Short Communication
Short Communication
Three new exotic species of ants (Hymenoptera, Formicidae) for Madeira, with comments on its myrmecofauna
expand article infoRhian Guillem, Keith Bensusan
‡ Gibraltar Botanic Gardens, Gibraltar, Gibraltar
Open Access


Three new exotic species of ants are recorded for the Macaronesian island of Madeira: Cardiocondyla obscurior Wheeler, 1929, Lepisiota capensis (Mayr, 1862) and Pheidole navigans Forel, 1901. The well-known invasive Pheidole megacephala is now rare on Madeira, possibly because of competition with P. navigans. We did not come across the Argentine ant – Linepithema humile, which was once very common in the Funchal area. Despite extensive searching, the presumed endemic Temnothorax wollastoni (Donisthorpe, 1940) remains unknown other than from the type material. Presence, abundance and extinction of invasive and exotic ants are dynamic processes and we stress the importance of continuous sampling.

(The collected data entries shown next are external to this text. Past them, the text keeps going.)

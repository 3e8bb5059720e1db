//! Input footprints: where a raster lands in another coordinate frame.
//!
//! Reprojections are not affine, so a box's image is not a box. Sampling
//! the perimeter (corners plus evenly spaced edge points) and taking the
//! axis-aligned bound of the projected samples bounds curved edges closely
//! enough for grid planning and tile/input selection.

use anyhow::{Context, Result};
use demtiles_core::{Georef, PixelBBox, SrsTransform, WorldBBox};

/// Perimeter sample count per box edge, corners included.
pub const SAMPLES_PER_EDGE: usize = 21;

/// Pixel coordinates of the box corners plus evenly spaced points along
/// each edge.
pub fn perimeter_points(bbox: &PixelBBox, samples_per_edge: usize) -> Vec<(f64, f64)> {
	let n = samples_per_edge.max(2);
	let (x0, y0) = (bbox.x_min as f64, bbox.y_min as f64);
	let (x1, y1) = (bbox.x_max as f64, bbox.y_max as f64);

	let mut points = Vec::with_capacity(4 * (n - 1));
	for i in 0..n - 1 {
		let t = i as f64 / (n - 1) as f64;
		points.push((x0 + t * (x1 - x0), y0)); // top edge, left to right
		points.push((x1, y0 + t * (y1 - y0))); // right edge, top to bottom
		points.push((x1 - t * (x1 - x0), y1)); // bottom edge, right to left
		points.push((x0, y1 - t * (y1 - y0))); // left edge, bottom to top
	}
	points
}

/// The axis-aligned world-space bound of a raster region in a target SRS.
pub fn world_footprint(georef: &Georef, bbox: &PixelBBox, to_target: &dyn SrsTransform) -> Result<WorldBBox> {
	let mut points: Vec<(f64, f64)> = perimeter_points(bbox, SAMPLES_PER_EDGE)
		.into_iter()
		.map(|(px, py)| georef.pixel_to_world(px, py))
		.collect();
	to_target.transform_points(&mut points)?;
	WorldBBox::from_points(&points).context("footprint has no perimeter points")
}

/// The axis-aligned pixel-space bound of an input raster projected into the
/// output grid, rounded outward.
pub fn pixel_footprint(
	input_georef: &Georef,
	input_bbox: &PixelBBox,
	to_output: &dyn SrsTransform,
	output_georef: &Georef,
) -> Result<PixelBBox> {
	let mut points: Vec<(f64, f64)> = perimeter_points(input_bbox, SAMPLES_PER_EDGE)
		.into_iter()
		.map(|(px, py)| input_georef.pixel_to_world(px, py))
		.collect();
	to_output.transform_points(&mut points)?;

	let pixels: Vec<(f64, f64)> = points
		.into_iter()
		.map(|(wx, wy)| output_georef.world_to_pixel(wx, wy))
		.collect();
	Ok(PixelBBox::bounding(&pixels))
}

#[cfg(test)]
mod tests {
	use super::*;
	use demtiles_core::{IdentityTransform, MercatorTransform, Srs};

	fn georef(x0: f64, y0: f64, step: f64) -> Georef {
		Georef::from_origin(Srs::new("EPSG:4326"), x0, y0, step, step, -9999.0).unwrap()
	}

	#[test]
	fn test_perimeter_points_cover_corners() {
		let bbox = PixelBBox::new(0, 0, 10, 6).unwrap();
		let points = perimeter_points(&bbox, 5);
		assert_eq!(points.len(), 16);
		for corner in [(0.0, 0.0), (10.0, 0.0), (0.0, 6.0), (10.0, 6.0)] {
			assert!(points.contains(&corner), "missing corner {corner:?}");
		}
	}

	#[test]
	fn test_world_footprint_identity() {
		let georef = georef(10.0, 50.0, 0.5);
		let bbox = PixelBBox::new(0, 0, 10, 10).unwrap();
		let world = world_footprint(&georef, &bbox, &IdentityTransform).unwrap();
		assert_eq!(world.as_tuple(), (10.0, 45.0, 15.0, 50.0));
	}

	#[test]
	fn test_world_footprint_through_mercator() {
		let georef = georef(0.0, 10.0, 1.0);
		let bbox = PixelBBox::new(0, 0, 10, 10).unwrap();
		let world = world_footprint(&georef, &bbox, &MercatorTransform::forward()).unwrap();
		// 10 degrees of longitude in mercator meters.
		assert!((world.x_max - 1_113_194.9).abs() < 1.0);
		assert!(world.x_min.abs() < 1e-6);
	}

	#[test]
	fn test_pixel_footprint_offset_grids() {
		// Input shifted 5 units right and 2 down relative to the output.
		let output = georef(0.0, 20.0, 1.0);
		let input = georef(5.0, 18.0, 1.0);
		let bbox = PixelBBox::new(0, 0, 10, 10).unwrap();
		let footprint = pixel_footprint(&input, &bbox, &IdentityTransform, &output).unwrap();
		assert_eq!(footprint, PixelBBox::new(5, 2, 15, 12).unwrap());
	}

	#[test]
	fn test_pixel_footprint_finer_output() {
		let output = georef(0.0, 10.0, 0.5);
		let input = georef(0.0, 10.0, 1.0);
		let bbox = PixelBBox::new(0, 0, 4, 4).unwrap();
		let footprint = pixel_footprint(&input, &bbox, &IdentityTransform, &output).unwrap();
		assert_eq!(footprint, PixelBBox::new(0, 0, 8, 8).unwrap());
	}
}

Cardiocondyla obscurior, exotic, invasive, Lepisiota capensis, Madeira, myrmecofauna, Pheidole navigans


Oceanic islands tend to have depauperate ant faunas and they are often notable for their assemblages of exotic and invasive species, which impact island faunas disproportionately (Williams 1994; Wetterer 1997; Rizali et al. 2010). The island of Madeira’s ant fauna has been well studied and it stands out for its history of observations on invasive species (Wetterer et al. 2006, 2007).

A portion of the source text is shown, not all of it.